BEGIN Data for processing

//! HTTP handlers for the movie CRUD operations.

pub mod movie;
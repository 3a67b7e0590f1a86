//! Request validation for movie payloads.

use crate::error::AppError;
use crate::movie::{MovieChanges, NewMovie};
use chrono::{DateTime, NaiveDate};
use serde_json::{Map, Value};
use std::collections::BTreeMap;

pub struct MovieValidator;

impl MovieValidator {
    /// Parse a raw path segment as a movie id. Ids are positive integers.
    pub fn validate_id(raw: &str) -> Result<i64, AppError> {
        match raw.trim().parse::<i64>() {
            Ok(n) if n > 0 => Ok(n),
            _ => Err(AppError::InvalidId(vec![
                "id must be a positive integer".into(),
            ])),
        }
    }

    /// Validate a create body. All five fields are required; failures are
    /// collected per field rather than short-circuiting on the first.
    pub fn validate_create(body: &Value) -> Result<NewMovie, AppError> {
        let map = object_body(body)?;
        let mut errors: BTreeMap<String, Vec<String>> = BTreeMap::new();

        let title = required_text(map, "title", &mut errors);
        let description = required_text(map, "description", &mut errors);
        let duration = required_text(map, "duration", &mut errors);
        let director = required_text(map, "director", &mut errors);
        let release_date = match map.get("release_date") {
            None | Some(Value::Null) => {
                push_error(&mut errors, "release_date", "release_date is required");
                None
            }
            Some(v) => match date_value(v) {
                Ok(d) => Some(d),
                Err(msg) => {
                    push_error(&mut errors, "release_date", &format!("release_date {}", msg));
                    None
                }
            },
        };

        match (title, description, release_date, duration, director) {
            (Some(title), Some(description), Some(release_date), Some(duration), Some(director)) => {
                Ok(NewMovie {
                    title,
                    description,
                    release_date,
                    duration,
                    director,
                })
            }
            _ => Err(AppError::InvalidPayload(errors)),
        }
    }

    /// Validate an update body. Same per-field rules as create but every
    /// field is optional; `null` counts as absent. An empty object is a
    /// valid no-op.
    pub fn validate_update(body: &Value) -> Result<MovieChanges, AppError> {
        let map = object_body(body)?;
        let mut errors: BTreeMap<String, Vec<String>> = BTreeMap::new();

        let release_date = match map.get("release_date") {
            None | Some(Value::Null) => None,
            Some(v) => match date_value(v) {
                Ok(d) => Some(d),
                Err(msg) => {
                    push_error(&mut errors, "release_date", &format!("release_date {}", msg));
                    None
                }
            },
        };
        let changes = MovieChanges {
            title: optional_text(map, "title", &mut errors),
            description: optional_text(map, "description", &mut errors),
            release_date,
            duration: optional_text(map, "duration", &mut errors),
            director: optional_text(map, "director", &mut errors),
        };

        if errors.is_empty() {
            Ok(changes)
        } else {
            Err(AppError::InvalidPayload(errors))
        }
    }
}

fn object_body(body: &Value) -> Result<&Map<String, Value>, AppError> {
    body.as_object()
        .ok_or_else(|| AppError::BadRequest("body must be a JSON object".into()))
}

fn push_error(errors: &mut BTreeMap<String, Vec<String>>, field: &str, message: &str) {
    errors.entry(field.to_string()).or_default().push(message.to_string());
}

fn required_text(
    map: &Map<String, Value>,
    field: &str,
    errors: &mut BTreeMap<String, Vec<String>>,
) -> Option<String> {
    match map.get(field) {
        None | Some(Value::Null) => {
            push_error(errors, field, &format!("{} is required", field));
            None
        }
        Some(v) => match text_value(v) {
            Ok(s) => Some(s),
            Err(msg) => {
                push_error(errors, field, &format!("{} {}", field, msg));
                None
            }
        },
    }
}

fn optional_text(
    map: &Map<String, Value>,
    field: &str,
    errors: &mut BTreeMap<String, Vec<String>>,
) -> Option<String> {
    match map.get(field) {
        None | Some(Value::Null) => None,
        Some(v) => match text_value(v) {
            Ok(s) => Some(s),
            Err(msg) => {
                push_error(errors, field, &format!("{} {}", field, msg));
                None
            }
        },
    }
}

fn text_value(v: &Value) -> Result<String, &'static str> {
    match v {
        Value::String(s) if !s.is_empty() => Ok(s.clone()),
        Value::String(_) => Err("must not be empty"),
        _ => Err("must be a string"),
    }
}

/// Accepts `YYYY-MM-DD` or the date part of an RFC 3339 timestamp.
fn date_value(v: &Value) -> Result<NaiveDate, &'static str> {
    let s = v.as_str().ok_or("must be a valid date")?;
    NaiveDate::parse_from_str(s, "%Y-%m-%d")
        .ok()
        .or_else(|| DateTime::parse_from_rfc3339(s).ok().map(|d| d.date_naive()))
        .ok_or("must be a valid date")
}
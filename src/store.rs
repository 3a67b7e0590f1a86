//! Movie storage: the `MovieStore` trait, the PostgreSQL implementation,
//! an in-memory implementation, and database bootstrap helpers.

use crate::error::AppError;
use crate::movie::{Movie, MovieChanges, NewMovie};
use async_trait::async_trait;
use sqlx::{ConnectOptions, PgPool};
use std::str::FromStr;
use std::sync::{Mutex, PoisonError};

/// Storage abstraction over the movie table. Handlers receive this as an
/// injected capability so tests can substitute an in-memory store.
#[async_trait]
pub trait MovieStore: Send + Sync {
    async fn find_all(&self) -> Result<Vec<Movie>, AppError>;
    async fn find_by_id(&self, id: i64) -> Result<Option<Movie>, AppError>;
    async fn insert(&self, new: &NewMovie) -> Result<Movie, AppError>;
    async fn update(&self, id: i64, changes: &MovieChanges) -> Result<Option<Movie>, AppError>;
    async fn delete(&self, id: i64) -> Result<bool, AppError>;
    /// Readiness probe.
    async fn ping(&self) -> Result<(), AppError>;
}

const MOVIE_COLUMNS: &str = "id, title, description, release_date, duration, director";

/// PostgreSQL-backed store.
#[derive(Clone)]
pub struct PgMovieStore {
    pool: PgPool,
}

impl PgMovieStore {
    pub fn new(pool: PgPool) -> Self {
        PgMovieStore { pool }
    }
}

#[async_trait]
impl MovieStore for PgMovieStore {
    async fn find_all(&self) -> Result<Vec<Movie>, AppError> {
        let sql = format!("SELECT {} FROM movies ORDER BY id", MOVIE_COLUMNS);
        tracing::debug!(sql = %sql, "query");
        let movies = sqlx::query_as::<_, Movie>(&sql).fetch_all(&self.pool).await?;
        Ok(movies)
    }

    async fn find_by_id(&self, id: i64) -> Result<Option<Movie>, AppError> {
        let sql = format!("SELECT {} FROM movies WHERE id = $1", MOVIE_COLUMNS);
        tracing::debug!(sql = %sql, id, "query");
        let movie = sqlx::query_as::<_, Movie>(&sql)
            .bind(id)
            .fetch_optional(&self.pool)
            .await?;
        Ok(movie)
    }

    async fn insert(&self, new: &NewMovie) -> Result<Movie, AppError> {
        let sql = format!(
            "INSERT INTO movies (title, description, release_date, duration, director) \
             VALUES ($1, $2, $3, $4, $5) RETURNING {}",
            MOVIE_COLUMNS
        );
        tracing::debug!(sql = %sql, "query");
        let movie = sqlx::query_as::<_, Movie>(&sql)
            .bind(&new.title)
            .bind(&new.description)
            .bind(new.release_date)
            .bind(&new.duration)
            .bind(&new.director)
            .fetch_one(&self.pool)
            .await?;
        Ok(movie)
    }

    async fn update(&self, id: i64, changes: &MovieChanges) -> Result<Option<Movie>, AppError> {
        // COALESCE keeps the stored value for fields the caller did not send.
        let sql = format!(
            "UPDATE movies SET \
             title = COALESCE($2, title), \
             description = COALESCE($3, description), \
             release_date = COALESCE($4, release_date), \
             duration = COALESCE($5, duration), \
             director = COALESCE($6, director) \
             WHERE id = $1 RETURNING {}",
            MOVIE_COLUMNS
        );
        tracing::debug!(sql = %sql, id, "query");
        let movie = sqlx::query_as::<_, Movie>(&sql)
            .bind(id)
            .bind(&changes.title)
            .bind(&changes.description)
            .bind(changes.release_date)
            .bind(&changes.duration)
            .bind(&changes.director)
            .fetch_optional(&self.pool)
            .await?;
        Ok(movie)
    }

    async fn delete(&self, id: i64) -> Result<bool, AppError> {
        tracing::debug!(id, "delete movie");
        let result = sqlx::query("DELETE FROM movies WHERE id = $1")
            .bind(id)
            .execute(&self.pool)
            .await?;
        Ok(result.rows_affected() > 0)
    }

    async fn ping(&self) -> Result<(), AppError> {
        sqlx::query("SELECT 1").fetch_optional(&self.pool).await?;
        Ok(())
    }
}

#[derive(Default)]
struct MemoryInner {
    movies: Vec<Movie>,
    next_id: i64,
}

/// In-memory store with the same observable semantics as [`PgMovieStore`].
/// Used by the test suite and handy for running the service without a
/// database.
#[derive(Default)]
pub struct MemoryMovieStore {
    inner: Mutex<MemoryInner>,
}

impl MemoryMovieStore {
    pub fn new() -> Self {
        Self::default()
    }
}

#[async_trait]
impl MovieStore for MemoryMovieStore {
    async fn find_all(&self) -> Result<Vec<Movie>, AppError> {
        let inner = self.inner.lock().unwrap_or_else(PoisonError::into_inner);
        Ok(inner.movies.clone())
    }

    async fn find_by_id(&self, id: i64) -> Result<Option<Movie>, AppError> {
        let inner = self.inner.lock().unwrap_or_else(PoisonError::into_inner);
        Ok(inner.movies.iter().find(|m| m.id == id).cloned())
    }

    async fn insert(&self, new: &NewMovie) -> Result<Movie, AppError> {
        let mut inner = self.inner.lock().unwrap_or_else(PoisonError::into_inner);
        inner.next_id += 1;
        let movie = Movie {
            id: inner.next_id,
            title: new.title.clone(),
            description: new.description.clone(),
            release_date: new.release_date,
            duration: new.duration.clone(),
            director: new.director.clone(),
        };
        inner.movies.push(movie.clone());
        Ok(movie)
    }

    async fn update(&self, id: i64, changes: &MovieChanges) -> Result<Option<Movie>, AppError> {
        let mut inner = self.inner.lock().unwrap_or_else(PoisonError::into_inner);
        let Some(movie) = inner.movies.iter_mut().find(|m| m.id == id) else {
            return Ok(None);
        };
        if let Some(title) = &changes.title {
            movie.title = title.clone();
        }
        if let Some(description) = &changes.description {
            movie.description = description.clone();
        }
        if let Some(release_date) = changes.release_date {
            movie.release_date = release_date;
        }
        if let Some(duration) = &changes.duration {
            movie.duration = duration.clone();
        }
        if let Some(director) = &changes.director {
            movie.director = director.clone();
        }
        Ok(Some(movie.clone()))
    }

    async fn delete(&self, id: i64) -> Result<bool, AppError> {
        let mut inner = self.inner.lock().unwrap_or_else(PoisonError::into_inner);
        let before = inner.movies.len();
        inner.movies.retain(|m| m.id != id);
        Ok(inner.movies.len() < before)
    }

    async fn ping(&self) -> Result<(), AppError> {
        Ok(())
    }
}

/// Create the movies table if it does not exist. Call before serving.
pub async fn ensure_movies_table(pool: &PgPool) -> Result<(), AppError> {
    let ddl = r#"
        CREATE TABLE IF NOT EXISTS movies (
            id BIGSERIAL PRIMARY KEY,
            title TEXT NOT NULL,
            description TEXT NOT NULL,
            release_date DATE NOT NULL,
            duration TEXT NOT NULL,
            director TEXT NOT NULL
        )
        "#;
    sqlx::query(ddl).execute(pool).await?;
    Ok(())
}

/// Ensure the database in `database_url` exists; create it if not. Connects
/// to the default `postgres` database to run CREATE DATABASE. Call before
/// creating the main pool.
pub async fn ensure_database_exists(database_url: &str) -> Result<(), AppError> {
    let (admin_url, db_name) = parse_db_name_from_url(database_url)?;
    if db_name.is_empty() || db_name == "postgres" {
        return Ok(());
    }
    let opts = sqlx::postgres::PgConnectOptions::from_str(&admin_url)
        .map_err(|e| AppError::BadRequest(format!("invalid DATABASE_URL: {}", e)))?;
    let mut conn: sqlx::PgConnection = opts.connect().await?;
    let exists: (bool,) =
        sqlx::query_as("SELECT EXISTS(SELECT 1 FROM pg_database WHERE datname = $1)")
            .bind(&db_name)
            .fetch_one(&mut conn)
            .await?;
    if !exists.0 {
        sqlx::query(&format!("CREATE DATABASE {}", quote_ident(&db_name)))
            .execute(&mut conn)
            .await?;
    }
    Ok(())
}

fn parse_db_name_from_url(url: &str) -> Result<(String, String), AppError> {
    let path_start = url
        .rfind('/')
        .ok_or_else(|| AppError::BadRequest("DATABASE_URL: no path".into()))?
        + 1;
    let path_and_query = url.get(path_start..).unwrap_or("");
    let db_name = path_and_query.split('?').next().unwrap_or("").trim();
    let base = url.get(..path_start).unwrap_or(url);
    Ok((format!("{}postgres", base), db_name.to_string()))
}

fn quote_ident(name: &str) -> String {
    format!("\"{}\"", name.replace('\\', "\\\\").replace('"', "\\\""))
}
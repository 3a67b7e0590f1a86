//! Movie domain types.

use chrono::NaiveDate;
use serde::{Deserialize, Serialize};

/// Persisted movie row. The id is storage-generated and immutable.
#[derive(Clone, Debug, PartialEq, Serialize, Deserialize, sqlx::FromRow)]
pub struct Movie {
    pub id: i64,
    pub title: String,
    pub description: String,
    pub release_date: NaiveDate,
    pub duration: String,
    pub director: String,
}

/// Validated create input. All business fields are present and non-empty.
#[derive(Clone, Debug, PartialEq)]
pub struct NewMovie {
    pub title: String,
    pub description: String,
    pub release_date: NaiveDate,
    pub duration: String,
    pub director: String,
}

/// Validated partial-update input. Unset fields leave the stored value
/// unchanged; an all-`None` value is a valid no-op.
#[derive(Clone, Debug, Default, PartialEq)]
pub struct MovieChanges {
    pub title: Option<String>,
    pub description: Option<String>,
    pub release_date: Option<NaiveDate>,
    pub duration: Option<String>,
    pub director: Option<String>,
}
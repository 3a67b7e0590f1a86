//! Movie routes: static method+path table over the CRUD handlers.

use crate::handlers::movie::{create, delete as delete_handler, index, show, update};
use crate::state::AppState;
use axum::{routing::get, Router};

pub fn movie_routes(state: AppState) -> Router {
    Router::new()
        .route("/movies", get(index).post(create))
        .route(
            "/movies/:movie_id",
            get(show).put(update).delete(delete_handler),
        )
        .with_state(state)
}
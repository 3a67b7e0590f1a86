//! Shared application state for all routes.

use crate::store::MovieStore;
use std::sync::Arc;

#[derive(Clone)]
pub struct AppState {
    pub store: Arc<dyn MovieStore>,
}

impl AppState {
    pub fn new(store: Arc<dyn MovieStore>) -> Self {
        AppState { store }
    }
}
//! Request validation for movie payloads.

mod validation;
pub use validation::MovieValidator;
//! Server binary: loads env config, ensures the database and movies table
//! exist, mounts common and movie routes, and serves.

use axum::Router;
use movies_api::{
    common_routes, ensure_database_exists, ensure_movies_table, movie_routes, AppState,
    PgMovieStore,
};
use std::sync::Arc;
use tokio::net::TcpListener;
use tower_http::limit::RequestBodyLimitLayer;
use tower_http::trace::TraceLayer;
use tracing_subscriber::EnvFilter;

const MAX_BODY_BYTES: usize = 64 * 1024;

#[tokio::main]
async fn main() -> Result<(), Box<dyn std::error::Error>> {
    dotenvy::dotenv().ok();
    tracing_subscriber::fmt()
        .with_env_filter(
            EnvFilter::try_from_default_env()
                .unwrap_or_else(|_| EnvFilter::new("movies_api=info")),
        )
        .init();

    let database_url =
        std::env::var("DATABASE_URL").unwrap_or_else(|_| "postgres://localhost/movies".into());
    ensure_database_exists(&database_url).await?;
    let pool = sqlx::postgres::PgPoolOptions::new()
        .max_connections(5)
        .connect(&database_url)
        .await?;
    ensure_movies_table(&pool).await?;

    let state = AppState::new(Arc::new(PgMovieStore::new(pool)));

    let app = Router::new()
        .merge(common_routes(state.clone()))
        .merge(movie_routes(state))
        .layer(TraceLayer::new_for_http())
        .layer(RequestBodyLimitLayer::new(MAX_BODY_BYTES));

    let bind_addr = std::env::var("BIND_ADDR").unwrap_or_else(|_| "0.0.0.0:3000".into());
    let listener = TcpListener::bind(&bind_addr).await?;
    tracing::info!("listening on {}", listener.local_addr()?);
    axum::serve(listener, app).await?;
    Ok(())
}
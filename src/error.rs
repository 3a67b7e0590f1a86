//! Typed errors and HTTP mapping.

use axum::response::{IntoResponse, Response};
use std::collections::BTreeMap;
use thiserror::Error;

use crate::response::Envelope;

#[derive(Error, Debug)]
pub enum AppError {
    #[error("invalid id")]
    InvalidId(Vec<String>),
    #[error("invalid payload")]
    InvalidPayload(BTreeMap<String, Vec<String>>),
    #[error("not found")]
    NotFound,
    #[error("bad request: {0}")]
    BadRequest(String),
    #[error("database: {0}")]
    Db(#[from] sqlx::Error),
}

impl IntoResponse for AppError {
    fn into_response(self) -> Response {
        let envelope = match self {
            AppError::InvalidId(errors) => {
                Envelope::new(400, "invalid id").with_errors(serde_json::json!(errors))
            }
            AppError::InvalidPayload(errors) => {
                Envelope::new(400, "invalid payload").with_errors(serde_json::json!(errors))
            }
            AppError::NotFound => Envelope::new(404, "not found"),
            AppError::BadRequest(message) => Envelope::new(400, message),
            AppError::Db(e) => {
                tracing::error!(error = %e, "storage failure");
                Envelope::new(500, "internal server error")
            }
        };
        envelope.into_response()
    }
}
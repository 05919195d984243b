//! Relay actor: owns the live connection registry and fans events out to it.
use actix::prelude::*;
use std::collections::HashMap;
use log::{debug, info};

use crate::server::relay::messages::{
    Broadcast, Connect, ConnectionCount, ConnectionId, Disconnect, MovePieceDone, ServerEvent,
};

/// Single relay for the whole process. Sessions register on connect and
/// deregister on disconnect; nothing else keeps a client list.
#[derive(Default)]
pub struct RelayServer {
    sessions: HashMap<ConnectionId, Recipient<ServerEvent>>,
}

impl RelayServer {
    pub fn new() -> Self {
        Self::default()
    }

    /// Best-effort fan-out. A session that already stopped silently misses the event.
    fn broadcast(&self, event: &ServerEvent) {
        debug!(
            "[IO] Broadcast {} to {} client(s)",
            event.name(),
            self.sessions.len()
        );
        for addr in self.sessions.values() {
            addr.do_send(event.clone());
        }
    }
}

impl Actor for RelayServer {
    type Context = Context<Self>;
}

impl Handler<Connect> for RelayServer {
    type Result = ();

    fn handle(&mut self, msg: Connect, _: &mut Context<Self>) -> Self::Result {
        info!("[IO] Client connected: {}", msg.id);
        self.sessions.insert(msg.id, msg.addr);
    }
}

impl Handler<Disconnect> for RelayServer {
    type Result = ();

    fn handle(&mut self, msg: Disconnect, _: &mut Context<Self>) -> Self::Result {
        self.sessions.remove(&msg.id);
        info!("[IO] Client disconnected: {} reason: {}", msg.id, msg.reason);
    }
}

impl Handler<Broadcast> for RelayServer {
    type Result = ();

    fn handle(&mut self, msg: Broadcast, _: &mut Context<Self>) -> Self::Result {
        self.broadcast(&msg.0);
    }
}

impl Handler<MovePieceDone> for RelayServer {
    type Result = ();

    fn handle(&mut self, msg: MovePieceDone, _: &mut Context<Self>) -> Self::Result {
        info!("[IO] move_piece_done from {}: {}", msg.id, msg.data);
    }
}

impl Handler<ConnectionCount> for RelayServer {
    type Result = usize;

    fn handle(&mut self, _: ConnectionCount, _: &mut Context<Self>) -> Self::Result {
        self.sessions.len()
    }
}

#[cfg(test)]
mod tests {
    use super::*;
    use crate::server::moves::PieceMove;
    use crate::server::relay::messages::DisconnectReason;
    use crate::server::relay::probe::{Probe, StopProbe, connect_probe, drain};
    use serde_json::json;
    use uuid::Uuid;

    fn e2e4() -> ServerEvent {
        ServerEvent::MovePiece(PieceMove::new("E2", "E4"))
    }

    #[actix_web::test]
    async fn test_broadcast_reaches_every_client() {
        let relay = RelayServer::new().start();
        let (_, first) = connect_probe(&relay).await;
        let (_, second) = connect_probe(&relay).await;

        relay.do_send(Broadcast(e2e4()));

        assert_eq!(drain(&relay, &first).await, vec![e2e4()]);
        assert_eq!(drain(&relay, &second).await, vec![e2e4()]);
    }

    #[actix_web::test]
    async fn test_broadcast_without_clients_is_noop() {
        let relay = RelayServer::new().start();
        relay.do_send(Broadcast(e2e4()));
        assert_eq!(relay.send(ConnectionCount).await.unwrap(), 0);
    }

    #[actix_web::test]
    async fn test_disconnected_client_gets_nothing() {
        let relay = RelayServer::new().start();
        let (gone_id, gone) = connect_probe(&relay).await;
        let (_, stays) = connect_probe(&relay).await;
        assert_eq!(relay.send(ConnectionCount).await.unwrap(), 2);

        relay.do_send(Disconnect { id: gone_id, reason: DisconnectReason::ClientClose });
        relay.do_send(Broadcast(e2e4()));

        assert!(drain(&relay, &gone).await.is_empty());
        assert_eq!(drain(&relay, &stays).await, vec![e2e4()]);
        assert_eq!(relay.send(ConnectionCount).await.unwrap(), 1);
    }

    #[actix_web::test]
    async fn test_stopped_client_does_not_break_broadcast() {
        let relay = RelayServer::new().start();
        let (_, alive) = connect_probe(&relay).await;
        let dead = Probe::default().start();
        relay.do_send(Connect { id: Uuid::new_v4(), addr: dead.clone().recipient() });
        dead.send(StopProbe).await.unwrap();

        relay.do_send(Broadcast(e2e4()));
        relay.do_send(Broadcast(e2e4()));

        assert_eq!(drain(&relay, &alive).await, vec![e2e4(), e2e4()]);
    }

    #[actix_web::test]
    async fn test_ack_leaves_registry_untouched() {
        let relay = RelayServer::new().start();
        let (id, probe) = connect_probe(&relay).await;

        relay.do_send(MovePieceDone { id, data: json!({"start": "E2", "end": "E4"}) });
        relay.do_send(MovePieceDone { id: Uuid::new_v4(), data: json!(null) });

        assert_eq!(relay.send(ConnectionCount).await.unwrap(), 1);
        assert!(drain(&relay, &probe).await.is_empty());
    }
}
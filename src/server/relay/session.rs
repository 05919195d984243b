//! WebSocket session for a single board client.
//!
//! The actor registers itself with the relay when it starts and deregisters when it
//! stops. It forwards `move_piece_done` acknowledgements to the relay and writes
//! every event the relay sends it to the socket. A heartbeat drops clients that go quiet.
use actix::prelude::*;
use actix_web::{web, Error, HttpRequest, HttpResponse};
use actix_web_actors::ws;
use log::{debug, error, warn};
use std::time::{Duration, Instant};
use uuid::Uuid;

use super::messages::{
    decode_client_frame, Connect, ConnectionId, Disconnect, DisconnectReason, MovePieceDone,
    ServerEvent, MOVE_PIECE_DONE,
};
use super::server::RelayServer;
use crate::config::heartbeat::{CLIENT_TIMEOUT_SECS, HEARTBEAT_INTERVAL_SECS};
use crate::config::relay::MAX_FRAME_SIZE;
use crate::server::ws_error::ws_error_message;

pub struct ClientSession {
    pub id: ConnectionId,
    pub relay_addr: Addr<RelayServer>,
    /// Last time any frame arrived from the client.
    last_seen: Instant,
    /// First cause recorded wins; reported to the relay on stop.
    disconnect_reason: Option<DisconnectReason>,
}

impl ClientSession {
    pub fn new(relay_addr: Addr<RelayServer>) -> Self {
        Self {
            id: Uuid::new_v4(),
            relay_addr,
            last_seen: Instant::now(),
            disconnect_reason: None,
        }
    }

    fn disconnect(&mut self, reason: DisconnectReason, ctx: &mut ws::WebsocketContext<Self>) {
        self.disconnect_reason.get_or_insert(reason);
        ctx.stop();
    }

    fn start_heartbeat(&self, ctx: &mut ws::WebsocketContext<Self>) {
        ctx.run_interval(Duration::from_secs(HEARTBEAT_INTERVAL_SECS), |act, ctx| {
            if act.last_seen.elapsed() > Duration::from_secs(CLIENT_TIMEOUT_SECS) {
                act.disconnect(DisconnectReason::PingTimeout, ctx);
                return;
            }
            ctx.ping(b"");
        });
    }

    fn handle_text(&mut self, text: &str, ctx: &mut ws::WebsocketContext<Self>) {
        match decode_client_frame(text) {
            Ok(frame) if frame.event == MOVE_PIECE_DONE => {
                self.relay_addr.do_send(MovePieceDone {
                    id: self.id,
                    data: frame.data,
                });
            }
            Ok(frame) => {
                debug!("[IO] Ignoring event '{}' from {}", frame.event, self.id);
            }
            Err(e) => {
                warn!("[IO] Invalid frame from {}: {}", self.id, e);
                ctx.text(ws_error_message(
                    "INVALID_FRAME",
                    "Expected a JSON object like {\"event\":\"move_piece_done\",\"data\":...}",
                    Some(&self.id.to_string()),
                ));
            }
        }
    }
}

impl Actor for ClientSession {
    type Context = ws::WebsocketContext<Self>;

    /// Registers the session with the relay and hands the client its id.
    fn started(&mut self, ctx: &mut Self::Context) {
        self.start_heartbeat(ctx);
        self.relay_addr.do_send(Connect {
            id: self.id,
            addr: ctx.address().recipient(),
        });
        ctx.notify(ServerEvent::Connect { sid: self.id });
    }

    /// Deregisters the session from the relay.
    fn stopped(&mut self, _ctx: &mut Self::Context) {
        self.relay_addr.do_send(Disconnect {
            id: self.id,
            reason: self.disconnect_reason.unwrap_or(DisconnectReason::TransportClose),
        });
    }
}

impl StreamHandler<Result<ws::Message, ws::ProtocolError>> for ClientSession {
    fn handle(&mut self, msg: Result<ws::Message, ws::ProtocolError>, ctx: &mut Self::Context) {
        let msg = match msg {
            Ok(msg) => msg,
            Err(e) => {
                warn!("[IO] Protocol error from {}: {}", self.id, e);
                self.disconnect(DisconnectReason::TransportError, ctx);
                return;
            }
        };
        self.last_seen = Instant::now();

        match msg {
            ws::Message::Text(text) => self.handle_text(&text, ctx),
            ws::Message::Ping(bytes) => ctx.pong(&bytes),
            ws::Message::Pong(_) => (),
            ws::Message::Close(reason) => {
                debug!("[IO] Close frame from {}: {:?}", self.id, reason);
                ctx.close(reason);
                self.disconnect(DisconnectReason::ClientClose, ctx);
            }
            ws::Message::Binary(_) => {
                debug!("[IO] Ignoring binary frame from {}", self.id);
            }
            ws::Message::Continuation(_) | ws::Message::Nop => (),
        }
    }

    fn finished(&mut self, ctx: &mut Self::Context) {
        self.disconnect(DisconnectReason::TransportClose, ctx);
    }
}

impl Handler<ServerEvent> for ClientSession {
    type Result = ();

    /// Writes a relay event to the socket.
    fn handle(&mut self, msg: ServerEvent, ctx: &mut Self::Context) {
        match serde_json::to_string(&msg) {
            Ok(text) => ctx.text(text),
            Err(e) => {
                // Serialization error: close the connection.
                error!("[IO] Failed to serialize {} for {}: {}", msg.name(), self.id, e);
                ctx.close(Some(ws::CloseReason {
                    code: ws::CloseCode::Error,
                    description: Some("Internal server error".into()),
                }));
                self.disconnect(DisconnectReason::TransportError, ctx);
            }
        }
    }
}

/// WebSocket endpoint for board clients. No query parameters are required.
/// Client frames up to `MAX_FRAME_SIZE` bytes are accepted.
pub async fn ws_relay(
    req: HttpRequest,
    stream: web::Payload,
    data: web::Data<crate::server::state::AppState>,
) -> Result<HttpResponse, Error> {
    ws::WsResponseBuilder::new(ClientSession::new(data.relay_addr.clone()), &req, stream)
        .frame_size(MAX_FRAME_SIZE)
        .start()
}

END Data for processing

The problem:
In the records above, find each line that mentions the word "NotFound", and copy it.

Answer to this task:
    NotFound,
            AppError::NotFound => Envelope::new(404, "not found"),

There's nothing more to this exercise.